We co-organized a full-day seminar on how infrastructures and creativity affect each other. The seminar was in cooperation with the Technical University of Vienna and our Digital Publics group at IDI, NTNU. Michaela, Nora, Babak, and Monica from IDI held short presentations.
Digital transformation in large organizations can be demanding. In demanding situations, creative thinking can help you find better solutions than the most obvious ones. At the same time, creativity is also one of the first things we neglect when deadlines approach and challenges show up in every corner.
Design methods that build on creativity often assume a “clean slate” where the creative person does not need to include any constraining factors in the creative process. This is unfortunate as the solutions that such creative processes will come up with might not be realistic because of the “installed base” of technologies, routines, and organizational institutions.
This paradox was what our seminar on creativity and infrastructuring on November 30, 2023 was about. Addressing this duality is essential because most of our societal challenges, such as climate, demographics, and extremism, require entirely new ways of thinking different from those imposed by the conventional infrastructure.
The seminar started with an introduction to design and creativity by Hilda. Babak gave a talk on infrastructuring, and Monica talked about creative design in STEM education. Afterwards, we had presentations by Olivia Fischer on STEM education and gameplay, Ahmed Murat Hancer on architectural spaces for learning, Anastasiya Savran-Wellscheid on aesthetics for learning STEM, and Martina Hartner on uncertainty and creativity. Nora talked about cases of shadow systems from Helseplattformen, and framed these as arenas for creative thinking within the infrastructural frame of Helseplattformen. Michaela talked about service innovation in the public sector, and how layers of organizational and political decision-making create an infrastructure that constrains innovation in the frontline. Kevin Blasiak used an infrastructure lens to frame content moderation in online media.
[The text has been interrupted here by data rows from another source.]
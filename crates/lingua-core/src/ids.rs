use serde::{Deserialize, Serialize};
use std::fmt;
use std::str::FromStr;
use uuid::Uuid;

macro_rules! branded_id {
    ($name:ident, $prefix:expr) => {
        #[derive(Clone, Debug, Hash, Eq, PartialEq, Serialize, Deserialize)]
        #[serde(transparent)]
        pub struct $name(String);

        impl $name {
            pub fn new() -> Self {
                Self(format!("{}_{}", $prefix, Uuid::now_v7()))
            }

            pub fn from_raw(s: impl Into<String>) -> Self {
                Self(s.into())
            }

            pub fn as_str(&self) -> &str {
                &self.0
            }
        }

        impl Default for $name {
            fn default() -> Self {
                Self::new()
            }
        }

        impl fmt::Display for $name {
            fn fmt(&self, f: &mut fmt::Formatter<'_>) -> fmt::Result {
                f.write_str(&self.0)
            }
        }

        impl FromStr for $name {
            type Err = std::convert::Infallible;
            fn from_str(s: &str) -> Result<Self, Self::Err> {
                Ok(Self(s.to_owned()))
            }
        }

        impl AsRef<str> for $name {
            fn as_ref(&self) -> &str {
                &self.0
            }
        }
    };
}

branded_id!(TranslationId, "tr");
branded_id!(RequestId, "req");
A lively discussion among the participants followed the presentations. A lot of topics were discussed and presented, some of them summarized here:
- Types of creativity, ranging from purely artistic creativity, where creativity itself is the goal, such as in arts, to other instrumental types of creativity, where creativity is used to achieve other goals, such as in design.
- The role of constraints in creativity, for instance, uncertainties, prior knowledge, cultural, institutional, organizational, and architectural constraints, and how these constraints are related to the surrounding infrastructure.
- Ways of working creatively versus more “formal” infrastructure work. Some discussions emerged about whether these are different, i.e., whether we are working creatively when working with infrastructures, although in a different way, and whether infrastructures actually provide platforms for creative thinking.
- Whether creativity is really appreciated in our societies. A lot of what happens around us forces us to be standard and conforming consumers, and not creative producers of ideas and products.
- Can creativity ever become institutionalized? Can we become creative and routinized when needed and exchange among the two on demand?
- Competences and methods needed for thinking creatively within infrastructures.
All in all, the seminar only touched briefly upon its topic and raised more questions than it gave answers. We agreed to follow this seminar up with other events and write blogs and hopefully papers.
The seminar was developed and organized by Hilda Tellioğlu from TU Wien, and Babak Farshchian and Monica Divitini from IDI, NTNU. We thank TU Wien’s Center for Technology and Society for making this seminar possible through their organizational support.